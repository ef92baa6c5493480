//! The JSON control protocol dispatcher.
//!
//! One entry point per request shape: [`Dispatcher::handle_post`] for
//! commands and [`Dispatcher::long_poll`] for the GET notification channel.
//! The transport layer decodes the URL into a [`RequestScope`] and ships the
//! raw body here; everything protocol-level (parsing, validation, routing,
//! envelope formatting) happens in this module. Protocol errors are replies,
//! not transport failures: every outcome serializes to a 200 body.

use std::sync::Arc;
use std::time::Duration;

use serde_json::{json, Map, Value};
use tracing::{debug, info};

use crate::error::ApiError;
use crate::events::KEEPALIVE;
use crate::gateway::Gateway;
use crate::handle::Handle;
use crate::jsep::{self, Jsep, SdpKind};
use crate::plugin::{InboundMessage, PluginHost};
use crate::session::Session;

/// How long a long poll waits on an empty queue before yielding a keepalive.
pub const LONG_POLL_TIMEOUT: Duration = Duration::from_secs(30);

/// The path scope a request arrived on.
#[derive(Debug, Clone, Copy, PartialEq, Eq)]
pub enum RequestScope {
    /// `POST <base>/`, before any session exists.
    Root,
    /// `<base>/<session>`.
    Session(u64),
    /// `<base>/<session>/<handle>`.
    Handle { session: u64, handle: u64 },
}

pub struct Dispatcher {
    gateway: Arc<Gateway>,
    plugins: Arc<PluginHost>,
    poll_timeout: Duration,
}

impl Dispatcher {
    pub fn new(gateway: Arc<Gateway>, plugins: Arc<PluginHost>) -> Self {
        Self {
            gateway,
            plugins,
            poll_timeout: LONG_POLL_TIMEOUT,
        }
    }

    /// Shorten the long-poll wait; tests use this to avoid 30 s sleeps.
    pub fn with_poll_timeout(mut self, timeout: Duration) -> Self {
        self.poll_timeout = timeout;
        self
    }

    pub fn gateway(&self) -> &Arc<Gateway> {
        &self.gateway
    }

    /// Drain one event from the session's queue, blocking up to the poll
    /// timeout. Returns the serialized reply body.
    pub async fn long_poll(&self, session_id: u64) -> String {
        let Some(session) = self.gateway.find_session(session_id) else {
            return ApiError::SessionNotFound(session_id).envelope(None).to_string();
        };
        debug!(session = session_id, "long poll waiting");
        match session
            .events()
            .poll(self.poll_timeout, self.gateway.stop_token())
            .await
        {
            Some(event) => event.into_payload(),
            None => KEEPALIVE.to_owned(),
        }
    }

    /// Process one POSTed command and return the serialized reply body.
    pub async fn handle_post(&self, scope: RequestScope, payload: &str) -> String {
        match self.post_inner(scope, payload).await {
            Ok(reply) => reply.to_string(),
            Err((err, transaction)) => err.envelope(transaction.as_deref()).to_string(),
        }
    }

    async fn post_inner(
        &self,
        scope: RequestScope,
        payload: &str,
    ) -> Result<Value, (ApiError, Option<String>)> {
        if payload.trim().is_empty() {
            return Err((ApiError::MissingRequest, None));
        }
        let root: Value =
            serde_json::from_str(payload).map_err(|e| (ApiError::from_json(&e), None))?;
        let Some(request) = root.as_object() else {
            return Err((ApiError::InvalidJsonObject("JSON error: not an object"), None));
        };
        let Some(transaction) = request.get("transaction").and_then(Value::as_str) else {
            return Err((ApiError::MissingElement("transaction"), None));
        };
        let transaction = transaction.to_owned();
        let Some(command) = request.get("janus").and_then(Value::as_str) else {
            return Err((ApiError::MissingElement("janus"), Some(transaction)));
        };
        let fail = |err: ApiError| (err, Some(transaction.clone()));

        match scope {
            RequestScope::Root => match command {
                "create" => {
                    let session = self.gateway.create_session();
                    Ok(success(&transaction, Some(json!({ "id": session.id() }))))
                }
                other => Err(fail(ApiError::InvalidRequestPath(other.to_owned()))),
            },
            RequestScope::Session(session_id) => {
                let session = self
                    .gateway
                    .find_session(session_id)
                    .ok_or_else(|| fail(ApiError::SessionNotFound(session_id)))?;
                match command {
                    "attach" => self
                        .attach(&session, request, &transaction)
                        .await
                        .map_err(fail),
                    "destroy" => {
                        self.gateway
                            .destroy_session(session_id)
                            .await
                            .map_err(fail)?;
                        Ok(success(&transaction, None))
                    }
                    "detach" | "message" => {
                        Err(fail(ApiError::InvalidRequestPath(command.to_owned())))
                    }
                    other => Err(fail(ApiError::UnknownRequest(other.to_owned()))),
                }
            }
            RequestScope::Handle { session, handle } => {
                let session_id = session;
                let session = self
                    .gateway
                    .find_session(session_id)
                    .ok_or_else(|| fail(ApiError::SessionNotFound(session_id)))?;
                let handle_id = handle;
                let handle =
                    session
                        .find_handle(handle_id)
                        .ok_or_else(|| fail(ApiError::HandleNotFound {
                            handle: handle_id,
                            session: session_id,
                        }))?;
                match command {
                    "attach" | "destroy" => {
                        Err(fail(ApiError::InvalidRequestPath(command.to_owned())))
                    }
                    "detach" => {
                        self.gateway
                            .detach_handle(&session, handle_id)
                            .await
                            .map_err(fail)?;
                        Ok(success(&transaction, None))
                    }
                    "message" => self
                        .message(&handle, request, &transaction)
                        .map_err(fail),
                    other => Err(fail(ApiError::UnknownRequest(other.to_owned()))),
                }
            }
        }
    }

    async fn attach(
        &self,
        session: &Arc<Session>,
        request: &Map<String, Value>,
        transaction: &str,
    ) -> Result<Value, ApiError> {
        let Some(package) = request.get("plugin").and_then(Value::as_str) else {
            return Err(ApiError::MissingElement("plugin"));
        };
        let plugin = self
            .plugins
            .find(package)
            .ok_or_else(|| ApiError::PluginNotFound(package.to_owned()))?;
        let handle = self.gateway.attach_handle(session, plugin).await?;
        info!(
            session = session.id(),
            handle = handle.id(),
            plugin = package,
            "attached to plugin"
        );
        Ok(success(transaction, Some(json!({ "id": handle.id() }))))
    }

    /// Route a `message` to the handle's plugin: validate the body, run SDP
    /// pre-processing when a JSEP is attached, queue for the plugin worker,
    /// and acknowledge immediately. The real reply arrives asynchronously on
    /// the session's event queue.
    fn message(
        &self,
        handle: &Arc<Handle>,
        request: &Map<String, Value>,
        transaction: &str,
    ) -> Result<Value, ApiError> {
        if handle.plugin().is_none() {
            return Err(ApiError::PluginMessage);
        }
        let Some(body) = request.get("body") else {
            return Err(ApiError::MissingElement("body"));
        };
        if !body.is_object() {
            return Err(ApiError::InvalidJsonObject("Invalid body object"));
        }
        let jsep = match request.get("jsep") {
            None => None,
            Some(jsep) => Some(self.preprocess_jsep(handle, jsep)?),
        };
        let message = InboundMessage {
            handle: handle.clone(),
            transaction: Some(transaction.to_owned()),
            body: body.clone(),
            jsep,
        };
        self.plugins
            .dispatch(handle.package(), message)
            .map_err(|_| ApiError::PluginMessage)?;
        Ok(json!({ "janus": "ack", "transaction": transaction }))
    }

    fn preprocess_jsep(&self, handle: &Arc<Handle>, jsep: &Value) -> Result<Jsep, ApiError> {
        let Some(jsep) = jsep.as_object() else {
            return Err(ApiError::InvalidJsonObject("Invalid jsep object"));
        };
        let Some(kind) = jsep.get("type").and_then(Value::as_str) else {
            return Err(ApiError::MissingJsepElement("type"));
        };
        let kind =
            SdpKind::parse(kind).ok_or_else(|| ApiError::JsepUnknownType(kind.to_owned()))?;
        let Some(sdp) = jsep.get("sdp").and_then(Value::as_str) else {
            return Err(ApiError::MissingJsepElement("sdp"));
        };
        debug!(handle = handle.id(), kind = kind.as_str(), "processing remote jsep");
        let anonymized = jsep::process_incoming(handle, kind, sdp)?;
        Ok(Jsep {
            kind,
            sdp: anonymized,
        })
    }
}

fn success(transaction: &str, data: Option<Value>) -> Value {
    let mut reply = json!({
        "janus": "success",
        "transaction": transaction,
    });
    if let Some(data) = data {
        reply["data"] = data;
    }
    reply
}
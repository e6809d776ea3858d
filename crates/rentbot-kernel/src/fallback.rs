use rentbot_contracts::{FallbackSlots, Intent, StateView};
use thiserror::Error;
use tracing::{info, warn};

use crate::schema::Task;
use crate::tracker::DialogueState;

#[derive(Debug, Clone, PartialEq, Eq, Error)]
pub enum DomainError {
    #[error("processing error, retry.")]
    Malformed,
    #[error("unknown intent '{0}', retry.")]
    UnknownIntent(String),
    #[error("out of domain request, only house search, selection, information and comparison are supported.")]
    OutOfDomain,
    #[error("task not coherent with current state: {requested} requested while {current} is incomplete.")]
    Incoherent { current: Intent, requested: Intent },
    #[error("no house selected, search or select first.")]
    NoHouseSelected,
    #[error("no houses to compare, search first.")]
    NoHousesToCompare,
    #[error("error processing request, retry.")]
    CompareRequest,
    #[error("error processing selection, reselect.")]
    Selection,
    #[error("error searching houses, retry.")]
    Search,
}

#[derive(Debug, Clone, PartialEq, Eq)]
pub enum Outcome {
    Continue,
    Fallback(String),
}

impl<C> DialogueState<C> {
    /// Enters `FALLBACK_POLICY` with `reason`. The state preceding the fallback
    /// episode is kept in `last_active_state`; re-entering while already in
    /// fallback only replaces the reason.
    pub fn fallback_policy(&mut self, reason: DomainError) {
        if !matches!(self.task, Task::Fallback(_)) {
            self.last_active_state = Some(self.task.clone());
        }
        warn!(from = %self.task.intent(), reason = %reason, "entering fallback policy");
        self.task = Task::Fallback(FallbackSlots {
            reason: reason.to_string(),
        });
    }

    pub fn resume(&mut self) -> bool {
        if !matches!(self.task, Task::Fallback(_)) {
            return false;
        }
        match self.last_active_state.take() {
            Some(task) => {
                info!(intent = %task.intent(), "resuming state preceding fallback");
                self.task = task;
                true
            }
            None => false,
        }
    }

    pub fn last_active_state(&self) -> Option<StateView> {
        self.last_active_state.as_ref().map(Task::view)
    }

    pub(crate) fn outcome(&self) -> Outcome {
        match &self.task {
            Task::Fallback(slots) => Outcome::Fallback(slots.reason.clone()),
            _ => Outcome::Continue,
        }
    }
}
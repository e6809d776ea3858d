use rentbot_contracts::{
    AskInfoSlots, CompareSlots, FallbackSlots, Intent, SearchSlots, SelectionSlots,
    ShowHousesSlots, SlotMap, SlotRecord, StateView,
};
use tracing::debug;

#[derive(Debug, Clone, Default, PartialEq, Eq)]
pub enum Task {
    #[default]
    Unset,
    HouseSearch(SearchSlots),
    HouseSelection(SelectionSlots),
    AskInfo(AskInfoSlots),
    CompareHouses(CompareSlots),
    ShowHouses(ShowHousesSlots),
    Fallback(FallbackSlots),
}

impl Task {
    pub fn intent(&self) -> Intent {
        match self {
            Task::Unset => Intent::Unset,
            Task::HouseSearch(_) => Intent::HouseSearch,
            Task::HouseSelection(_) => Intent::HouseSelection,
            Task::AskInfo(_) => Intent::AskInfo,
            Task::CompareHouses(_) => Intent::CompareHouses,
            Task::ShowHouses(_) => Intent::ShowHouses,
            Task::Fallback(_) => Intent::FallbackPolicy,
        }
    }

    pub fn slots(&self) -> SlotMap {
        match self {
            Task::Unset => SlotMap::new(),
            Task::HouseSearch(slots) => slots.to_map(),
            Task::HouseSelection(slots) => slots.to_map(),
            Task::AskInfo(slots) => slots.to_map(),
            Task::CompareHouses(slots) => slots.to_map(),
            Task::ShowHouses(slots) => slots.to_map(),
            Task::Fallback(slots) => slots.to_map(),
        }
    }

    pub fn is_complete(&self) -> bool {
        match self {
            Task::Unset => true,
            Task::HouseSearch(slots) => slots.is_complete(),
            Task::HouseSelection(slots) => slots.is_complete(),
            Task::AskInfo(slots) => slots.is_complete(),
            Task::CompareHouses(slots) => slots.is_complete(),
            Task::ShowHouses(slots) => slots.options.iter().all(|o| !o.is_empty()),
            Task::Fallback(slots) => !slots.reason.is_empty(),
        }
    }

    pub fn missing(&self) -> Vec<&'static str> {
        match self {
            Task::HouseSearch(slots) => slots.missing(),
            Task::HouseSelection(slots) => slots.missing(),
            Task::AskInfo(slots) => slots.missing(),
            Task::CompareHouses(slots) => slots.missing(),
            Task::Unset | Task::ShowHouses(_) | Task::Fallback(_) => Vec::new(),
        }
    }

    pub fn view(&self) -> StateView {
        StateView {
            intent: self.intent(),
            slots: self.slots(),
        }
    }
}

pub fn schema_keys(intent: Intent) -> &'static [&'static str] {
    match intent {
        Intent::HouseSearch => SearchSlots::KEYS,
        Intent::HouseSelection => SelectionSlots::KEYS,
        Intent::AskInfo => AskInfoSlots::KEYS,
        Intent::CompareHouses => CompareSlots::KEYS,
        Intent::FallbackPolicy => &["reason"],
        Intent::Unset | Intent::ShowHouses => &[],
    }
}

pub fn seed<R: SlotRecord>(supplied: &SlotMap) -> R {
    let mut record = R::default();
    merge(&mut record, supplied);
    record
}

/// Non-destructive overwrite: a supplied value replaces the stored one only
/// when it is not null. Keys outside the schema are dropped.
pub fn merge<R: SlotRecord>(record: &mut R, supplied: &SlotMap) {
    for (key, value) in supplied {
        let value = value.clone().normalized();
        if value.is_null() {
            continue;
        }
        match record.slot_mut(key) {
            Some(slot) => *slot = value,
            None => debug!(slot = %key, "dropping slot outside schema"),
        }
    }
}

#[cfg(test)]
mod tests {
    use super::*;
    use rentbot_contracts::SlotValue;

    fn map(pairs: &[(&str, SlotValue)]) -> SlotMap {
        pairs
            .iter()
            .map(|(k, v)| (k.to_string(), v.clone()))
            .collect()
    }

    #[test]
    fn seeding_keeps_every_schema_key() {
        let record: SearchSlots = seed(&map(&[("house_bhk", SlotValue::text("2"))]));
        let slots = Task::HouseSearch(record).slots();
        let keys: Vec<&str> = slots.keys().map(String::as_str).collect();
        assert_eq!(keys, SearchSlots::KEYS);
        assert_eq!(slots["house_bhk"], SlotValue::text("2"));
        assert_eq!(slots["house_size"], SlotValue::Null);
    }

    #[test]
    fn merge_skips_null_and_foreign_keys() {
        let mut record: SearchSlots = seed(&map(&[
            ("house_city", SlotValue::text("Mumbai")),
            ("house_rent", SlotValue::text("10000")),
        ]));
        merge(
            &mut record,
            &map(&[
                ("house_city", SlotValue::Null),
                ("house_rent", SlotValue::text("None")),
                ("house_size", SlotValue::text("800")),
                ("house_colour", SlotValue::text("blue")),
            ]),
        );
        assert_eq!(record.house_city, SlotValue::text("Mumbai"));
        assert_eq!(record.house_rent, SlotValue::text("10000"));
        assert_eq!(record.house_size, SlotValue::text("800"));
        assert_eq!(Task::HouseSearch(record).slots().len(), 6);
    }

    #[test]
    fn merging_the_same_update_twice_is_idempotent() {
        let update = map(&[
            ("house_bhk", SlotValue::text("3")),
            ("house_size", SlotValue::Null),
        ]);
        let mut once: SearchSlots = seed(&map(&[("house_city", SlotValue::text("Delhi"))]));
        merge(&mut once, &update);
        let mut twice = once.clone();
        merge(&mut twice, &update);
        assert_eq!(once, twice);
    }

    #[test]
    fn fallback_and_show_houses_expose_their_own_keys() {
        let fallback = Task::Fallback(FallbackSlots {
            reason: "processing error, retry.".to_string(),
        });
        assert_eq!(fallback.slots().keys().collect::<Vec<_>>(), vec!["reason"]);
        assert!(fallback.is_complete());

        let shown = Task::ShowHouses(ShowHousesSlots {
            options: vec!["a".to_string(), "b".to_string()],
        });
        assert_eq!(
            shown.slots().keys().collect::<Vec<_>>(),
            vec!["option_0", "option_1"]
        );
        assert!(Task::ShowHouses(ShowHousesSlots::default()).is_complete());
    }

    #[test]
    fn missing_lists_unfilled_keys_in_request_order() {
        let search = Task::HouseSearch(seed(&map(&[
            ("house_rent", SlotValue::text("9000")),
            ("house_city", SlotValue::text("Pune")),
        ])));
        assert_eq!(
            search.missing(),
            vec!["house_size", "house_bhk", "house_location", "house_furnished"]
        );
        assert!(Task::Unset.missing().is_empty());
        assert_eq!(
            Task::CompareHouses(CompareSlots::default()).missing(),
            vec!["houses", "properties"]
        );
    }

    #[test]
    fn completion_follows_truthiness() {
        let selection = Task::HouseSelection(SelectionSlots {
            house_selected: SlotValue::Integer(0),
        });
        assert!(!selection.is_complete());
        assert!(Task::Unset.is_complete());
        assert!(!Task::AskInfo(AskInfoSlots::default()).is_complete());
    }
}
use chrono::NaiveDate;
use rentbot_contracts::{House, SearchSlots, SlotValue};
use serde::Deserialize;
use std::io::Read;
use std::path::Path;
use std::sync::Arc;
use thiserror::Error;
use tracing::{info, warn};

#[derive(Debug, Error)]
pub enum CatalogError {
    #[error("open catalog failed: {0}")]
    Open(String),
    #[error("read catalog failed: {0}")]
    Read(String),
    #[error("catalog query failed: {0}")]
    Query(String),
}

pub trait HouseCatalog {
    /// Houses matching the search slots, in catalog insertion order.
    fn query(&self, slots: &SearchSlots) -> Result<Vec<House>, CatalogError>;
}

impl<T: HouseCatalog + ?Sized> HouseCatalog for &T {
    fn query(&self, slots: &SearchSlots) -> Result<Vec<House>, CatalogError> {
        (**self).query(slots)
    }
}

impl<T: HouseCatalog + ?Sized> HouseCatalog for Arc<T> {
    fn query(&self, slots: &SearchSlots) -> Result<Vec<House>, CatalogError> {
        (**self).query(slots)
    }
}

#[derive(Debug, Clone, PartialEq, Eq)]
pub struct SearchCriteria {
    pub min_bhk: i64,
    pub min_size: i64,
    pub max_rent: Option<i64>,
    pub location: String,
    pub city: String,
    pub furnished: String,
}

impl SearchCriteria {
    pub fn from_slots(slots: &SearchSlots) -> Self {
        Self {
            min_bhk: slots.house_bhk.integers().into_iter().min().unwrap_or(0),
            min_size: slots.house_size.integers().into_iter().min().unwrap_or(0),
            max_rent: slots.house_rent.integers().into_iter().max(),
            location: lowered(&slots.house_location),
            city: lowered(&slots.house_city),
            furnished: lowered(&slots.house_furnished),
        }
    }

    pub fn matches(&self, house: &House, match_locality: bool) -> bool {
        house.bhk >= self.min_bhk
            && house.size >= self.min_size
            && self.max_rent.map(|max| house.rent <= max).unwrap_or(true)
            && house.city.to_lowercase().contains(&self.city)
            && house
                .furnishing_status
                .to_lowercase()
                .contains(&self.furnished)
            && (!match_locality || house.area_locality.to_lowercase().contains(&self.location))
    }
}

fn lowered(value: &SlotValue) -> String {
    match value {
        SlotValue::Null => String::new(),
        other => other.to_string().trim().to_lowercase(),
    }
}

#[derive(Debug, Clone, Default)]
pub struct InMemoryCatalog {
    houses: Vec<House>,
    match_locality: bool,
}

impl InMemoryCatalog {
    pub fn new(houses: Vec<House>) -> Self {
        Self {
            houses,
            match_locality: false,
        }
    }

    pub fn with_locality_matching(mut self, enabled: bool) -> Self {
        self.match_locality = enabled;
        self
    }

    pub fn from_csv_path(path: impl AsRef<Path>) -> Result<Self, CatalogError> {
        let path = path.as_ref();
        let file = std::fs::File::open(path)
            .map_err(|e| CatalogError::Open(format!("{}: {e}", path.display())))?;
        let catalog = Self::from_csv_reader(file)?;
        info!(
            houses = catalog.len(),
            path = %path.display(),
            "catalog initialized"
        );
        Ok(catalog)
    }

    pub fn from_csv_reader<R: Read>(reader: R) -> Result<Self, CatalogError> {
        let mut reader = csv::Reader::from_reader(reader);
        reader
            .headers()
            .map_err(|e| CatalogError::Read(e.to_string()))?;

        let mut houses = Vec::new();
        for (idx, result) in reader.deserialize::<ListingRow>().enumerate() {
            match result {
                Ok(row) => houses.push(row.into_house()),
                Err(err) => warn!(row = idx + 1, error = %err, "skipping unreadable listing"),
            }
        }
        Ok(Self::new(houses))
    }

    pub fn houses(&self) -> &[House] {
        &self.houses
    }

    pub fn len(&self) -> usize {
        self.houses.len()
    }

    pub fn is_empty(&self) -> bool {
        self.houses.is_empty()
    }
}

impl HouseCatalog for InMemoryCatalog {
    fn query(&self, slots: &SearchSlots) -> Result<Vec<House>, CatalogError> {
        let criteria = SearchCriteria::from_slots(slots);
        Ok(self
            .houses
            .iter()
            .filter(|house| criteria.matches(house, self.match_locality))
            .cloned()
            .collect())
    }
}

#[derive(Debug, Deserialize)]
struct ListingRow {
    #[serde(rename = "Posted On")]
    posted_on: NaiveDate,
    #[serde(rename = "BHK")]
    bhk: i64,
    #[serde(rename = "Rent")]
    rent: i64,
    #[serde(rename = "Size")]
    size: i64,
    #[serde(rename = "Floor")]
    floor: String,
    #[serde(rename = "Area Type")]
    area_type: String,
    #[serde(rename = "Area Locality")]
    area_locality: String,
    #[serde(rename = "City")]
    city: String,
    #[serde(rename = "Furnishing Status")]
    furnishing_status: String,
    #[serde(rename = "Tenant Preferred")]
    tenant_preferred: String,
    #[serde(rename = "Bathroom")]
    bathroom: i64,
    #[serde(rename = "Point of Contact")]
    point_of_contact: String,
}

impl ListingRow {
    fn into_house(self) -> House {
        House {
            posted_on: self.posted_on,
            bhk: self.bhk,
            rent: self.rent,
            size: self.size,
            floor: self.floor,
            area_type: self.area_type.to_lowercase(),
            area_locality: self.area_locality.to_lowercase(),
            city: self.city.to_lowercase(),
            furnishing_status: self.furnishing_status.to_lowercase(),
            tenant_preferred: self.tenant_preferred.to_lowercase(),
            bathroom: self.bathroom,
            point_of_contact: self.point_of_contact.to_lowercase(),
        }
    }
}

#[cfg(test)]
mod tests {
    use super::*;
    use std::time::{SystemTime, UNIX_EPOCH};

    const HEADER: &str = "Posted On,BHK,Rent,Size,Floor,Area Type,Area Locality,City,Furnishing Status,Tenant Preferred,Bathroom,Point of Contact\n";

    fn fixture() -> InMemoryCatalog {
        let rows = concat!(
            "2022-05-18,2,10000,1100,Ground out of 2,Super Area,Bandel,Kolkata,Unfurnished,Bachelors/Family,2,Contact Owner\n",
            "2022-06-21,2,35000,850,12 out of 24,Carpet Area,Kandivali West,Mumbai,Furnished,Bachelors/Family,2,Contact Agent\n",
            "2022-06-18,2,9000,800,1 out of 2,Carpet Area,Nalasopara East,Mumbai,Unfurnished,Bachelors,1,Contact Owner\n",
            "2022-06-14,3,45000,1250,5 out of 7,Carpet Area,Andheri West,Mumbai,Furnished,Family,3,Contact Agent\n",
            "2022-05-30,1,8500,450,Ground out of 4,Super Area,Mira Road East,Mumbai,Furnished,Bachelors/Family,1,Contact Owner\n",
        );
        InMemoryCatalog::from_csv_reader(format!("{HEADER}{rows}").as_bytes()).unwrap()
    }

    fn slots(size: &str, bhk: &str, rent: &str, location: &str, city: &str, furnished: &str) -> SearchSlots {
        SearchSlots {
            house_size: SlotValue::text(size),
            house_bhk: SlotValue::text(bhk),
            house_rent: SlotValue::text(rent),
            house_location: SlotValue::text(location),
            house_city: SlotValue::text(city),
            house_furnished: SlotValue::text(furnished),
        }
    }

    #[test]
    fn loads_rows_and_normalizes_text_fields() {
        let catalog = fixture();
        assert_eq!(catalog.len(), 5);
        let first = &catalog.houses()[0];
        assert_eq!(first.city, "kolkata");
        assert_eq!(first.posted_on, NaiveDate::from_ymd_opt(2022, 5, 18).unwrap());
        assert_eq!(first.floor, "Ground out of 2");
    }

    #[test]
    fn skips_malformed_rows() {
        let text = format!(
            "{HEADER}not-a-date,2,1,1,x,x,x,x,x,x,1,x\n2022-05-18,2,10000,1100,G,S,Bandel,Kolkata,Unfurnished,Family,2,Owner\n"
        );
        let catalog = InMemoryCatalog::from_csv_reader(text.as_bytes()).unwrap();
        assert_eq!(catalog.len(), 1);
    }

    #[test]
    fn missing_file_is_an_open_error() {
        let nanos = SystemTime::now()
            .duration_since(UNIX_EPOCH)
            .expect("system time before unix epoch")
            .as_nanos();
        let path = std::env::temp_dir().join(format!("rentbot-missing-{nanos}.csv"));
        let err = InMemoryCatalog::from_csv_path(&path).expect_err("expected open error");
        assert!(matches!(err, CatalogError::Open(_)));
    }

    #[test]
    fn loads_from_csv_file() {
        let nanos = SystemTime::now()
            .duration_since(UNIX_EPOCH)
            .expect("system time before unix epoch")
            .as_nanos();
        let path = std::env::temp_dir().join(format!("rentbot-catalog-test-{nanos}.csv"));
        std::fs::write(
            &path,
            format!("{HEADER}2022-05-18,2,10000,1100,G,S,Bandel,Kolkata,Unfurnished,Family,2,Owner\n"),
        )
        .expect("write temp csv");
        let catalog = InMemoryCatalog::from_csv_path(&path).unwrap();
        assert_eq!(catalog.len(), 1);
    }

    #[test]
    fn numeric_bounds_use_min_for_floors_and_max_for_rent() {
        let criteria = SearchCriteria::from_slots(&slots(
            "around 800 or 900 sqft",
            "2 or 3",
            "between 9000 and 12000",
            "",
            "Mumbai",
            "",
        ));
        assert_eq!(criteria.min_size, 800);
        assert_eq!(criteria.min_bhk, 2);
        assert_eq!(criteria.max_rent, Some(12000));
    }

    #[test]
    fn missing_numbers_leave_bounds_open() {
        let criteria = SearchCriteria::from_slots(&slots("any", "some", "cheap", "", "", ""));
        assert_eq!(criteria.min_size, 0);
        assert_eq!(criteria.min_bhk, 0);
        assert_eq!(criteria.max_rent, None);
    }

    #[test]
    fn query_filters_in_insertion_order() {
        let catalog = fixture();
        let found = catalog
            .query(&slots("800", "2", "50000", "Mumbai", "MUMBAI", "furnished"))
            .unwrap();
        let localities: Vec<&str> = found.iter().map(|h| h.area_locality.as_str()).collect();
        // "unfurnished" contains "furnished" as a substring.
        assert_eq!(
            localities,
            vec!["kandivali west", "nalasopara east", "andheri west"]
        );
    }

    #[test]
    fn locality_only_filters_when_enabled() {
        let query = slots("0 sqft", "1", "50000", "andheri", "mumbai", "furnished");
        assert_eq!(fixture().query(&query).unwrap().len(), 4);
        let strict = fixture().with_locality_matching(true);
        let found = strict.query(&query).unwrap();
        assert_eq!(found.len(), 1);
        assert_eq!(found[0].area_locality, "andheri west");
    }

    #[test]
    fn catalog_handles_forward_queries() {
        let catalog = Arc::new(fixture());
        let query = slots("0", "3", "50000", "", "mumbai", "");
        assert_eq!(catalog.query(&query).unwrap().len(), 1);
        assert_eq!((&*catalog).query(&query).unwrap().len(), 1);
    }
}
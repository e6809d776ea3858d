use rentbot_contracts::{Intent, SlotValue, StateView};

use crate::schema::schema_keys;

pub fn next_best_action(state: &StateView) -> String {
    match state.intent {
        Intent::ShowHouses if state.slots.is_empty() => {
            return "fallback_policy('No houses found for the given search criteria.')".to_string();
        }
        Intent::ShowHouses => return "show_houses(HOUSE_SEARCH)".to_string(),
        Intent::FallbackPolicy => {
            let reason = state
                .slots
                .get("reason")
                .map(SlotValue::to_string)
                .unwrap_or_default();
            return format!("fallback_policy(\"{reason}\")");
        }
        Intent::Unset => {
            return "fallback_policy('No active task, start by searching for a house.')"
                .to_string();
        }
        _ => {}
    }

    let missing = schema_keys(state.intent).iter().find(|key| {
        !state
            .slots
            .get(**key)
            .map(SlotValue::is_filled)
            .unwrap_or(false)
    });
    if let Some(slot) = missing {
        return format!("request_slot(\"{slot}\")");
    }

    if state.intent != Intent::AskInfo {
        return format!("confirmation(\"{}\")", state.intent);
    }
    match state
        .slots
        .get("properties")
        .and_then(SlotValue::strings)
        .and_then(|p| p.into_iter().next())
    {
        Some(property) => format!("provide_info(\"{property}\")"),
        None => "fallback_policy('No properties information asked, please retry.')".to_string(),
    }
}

====

Lines after the one containing "use crate::error::ApiError;" are not part of the task. Output the entries exactly from their first line through that one.

repository ef92baa6c5493480
//! The JSON control protocol dispatcher.
//!
//! One entry point per request shape: [`Dispatcher::handle_post`] for
//! commands and [`Dispatcher::long_poll`] for the GET notification channel.
//! The transport layer decodes the URL into a [`RequestScope`] and ships the
//! raw body here; everything protocol-level (parsing, validation, routing,
//! envelope formatting) happens in this module. Protocol errors are replies,
//! not transport failures: every outcome serializes to a 200 body.

use std::sync::Arc;
use std::time::Duration;

use serde_json::{json, Map, Value};
use tracing::{debug, info};

use crate::error::ApiError;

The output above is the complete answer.